## Task goal
Below are some records. Print exactly the lines between the one holding "pub mod batch;" and the one holding "use airshed_params::ResolvedParams;", inclusive, and nothing else.

Saved entries:
//! Per-configuration analysis pipeline.
//!
//! For one aligned configuration:
//!
//! - **Detection**: PM2.5 and PM10 events on the outdoor series, plus
//!   combined events where both exceed their thresholds.
//! - **Scoring**: response metrics, first response and return-to-baseline
//!   for every event under each available leakage variant.
//! - **Envelope**: tight/leaky bounds for every metric, with notices where
//!   only one variant has a value.

pub mod batch;
pub mod metrics;
pub mod summary;

use std::collections::BTreeMap;

use rayon::prelude::*;
use tracing::{debug, info};

use airshed_core::{AlignedRecord, AnalysisScope, Event, Leakage, Pollutant};
use airshed_params::ResolvedParams;

use crate::algorithms::baseline::local_baseline;
use crate::algorithms::combined::{rebase_events, CombinedEventDetector};
use crate::algorithms::detection::{DetectionOutcome, ThresholdEventDetector};
use crate::algorithms::envelope::{EnvelopeAggregator, EnvelopeNotice};
use crate::algorithms::first_response::first_response;
use crate::algorithms::response::{ResponseMetricsCalculator, ResponseReport};
use crate::algorithms::return_to_baseline::time_to_return;

pub use self::batch::{analyze_batch, BatchReport, SkippedConfiguration};
pub use self::metrics::PipelineMetrics;
pub use self::summary::{ConfigurationSummary, EventStats, ScopeAnalysis, VariantMetrics};

/// Stateless analysis of aligned configurations under one parameter set.
#[derive(Debug, Clone)]
pub struct Pipeline {
    params: ResolvedParams,
}

impl Pipeline {
    pub fn new(params: ResolvedParams) -> Self {
        Self { params }
    }

    pub fn params(&self) -> &ResolvedParams {
        &self.params
    }

    /// Detect, score and envelope every scope of one configuration.
    pub fn analyze(&self, record: &AlignedRecord) -> ConfigurationSummary {
        let mut notices = Vec::new();

        let pm25 = self.detect(record, Pollutant::Pm25);
        let pm10 = self.detect(record, Pollutant::Pm10);
        let combined = self.detect_combined(record, &pm25, &pm10);

        let pm25 = self.score_single(record, Pollutant::Pm25, pm25, &mut notices);
        let pm10 = self.score_single(record, Pollutant::Pm10, pm10, &mut notices);
        let combined = self.score(record, combined, &mut notices);

        info!(
            config = %record.key,
            samples = record.len(),
            pm25_missing = record.outdoor(Pollutant::Pm25).missing_fraction(),
            pm10_missing = record.outdoor(Pollutant::Pm10).missing_fraction(),
            pm25_events = pm25.stats.count,
            pm10_events = pm10.stats.count,
            combined_events = combined.stats.count,
            notices = notices.len(),
            "configuration analyzed"
        );

        ConfigurationSummary {
            key: record.key.clone(),
            samples: record.len(),
            pm25,
            pm10,
            combined,
            notices,
        }
    }

    fn detect(&self, record: &AlignedRecord, pollutant: Pollutant) -> DetectionOutcome {
        ThresholdEventDetector::new(*self.params.detection(pollutant)).detect(record.outdoor(pollutant))
    }

    /// Joint PM2.5/PM10 detection with thresholds taken from the single
    /// pollutant passes, rebased to the PM2.5 percentile baseline.
    fn detect_combined(
        &self,
        record: &AlignedRecord,
        pm25: &DetectionOutcome,
        pm10: &DetectionOutcome,
    ) -> ScopeInput {
        let mut input = ScopeInput {
            scope: AnalysisScope::Combined,
            pollutant: Pollutant::Pm25,
            baseline: pm25.baseline,
            thresholds: BTreeMap::new(),
            events: Vec::new(),
        };

        let (Some(threshold_a), Some(threshold_b), Some(baseline)) =
            (pm25.threshold, pm10.threshold, pm25.baseline)
        else {
            debug!(config = %record.key, "combined detection skipped: undefined threshold");
            return input;
        };
        input.thresholds.insert(Pollutant::Pm25, threshold_a);
        input.thresholds.insert(Pollutant::Pm10, threshold_b);

        let mut events = CombinedEventDetector::new(threshold_a, threshold_b, self.params.pm25.min_duration)
            .with_placeholder_multiplier(self.params.pm25.threshold_multiplier)
            .with_max_missing_gap(self.params.pm25.max_missing_gap())
            .detect(
                record.outdoor(Pollutant::Pm25),
                record.outdoor(Pollutant::Pm10).values(),
            );
        rebase_events(&mut events, baseline);
        input.events = events;
        input
    }

    fn score_single(
        &self,
        record: &AlignedRecord,
        pollutant: Pollutant,
        outcome: DetectionOutcome,
        notices: &mut Vec<EnvelopeNotice>,
    ) -> ScopeAnalysis {
        let thresholds = outcome
            .threshold
            .map(|t| BTreeMap::from([(pollutant, t)]))
            .unwrap_or_default();
        let input = ScopeInput {
            scope: AnalysisScope::Single(pollutant),
            pollutant,
            baseline: outcome.baseline,
            thresholds,
            events: outcome.events,
        };
        self.score(record, input, notices)
    }

    /// Score one event set under every available leakage variant and fold
    /// the variants into envelopes.
    fn score(
        &self,
        record: &AlignedRecord,
        input: ScopeInput,
        notices: &mut Vec<EnvelopeNotice>,
    ) -> ScopeAnalysis {
        let outdoor = record.outdoor(input.pollutant).values();

        let reports: BTreeMap<Leakage, ResponseReport> = Leakage::ALL
            .par_iter()
            .filter_map(|&leakage| {
                let indoor = record.indoor(input.pollutant, leakage)?;
                Some((leakage, self.score_variant(&input.events, outdoor, indoor)))
            })
            .collect();

        let tight = reports.get(&Leakage::Tight);
        let leaky = reports.get(&Leakage::Leaky);
        let mut aggregator = EnvelopeAggregator::new(record.key.clone(), input.scope);
        let envelope = aggregator.aggregate(tight, leaky);
        let event_envelopes = aggregator.per_event(tight, leaky);
        notices.extend(aggregator.into_notices());

        ScopeAnalysis {
            scope: input.scope,
            baseline: input.baseline,
            thresholds: input.thresholds,
            stats: EventStats::from_events(&input.events),
            events: input.events,
            variants: reports.into_iter().map(|(l, r)| (l, r.into())).collect(),
            envelope,
            event_envelopes,
        }
    }

    /// Full per-event metrics for one indoor series.
    fn score_variant(&self, events: &[Event], outdoor: &[f64], indoor: &[f64]) -> ResponseReport {
        let fr = &self.params.first_response;
        let rtb = &self.params.rtb;
        let local = |idx: usize| local_baseline(indoor, idx, fr.baseline_window, fr.baseline_statistic);

        let mut report = ResponseMetricsCalculator::new(self.params.response).compute(events, outdoor, indoor);
        report
            .per_event
            .par_iter_mut()
            .zip(events.par_iter())
            .for_each(|(metrics, event)| {
                metrics.response_time = first_response(event, indoor, fr);
                metrics.return_to_baseline_time = time_to_return(event, indoor, &local, rtb);
            });
        report.refresh_means();
        report
    }
}

/// Detected events awaiting scoring.
struct ScopeInput {
    scope: AnalysisScope,
    /// Series pairing used for scoring.
    pollutant: Pollutant,
    baseline: Option<f64>,
    thresholds: BTreeMap<Pollutant, f64>,
    events: Vec<Event>,
}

## Answer
pub mod batch;
pub mod metrics;
pub mod summary;

use std::collections::BTreeMap;

use rayon::prelude::*;
use tracing::{debug, info};

use airshed_core::{AlignedRecord, AnalysisScope, Event, Leakage, Pollutant};
use airshed_params::ResolvedParams;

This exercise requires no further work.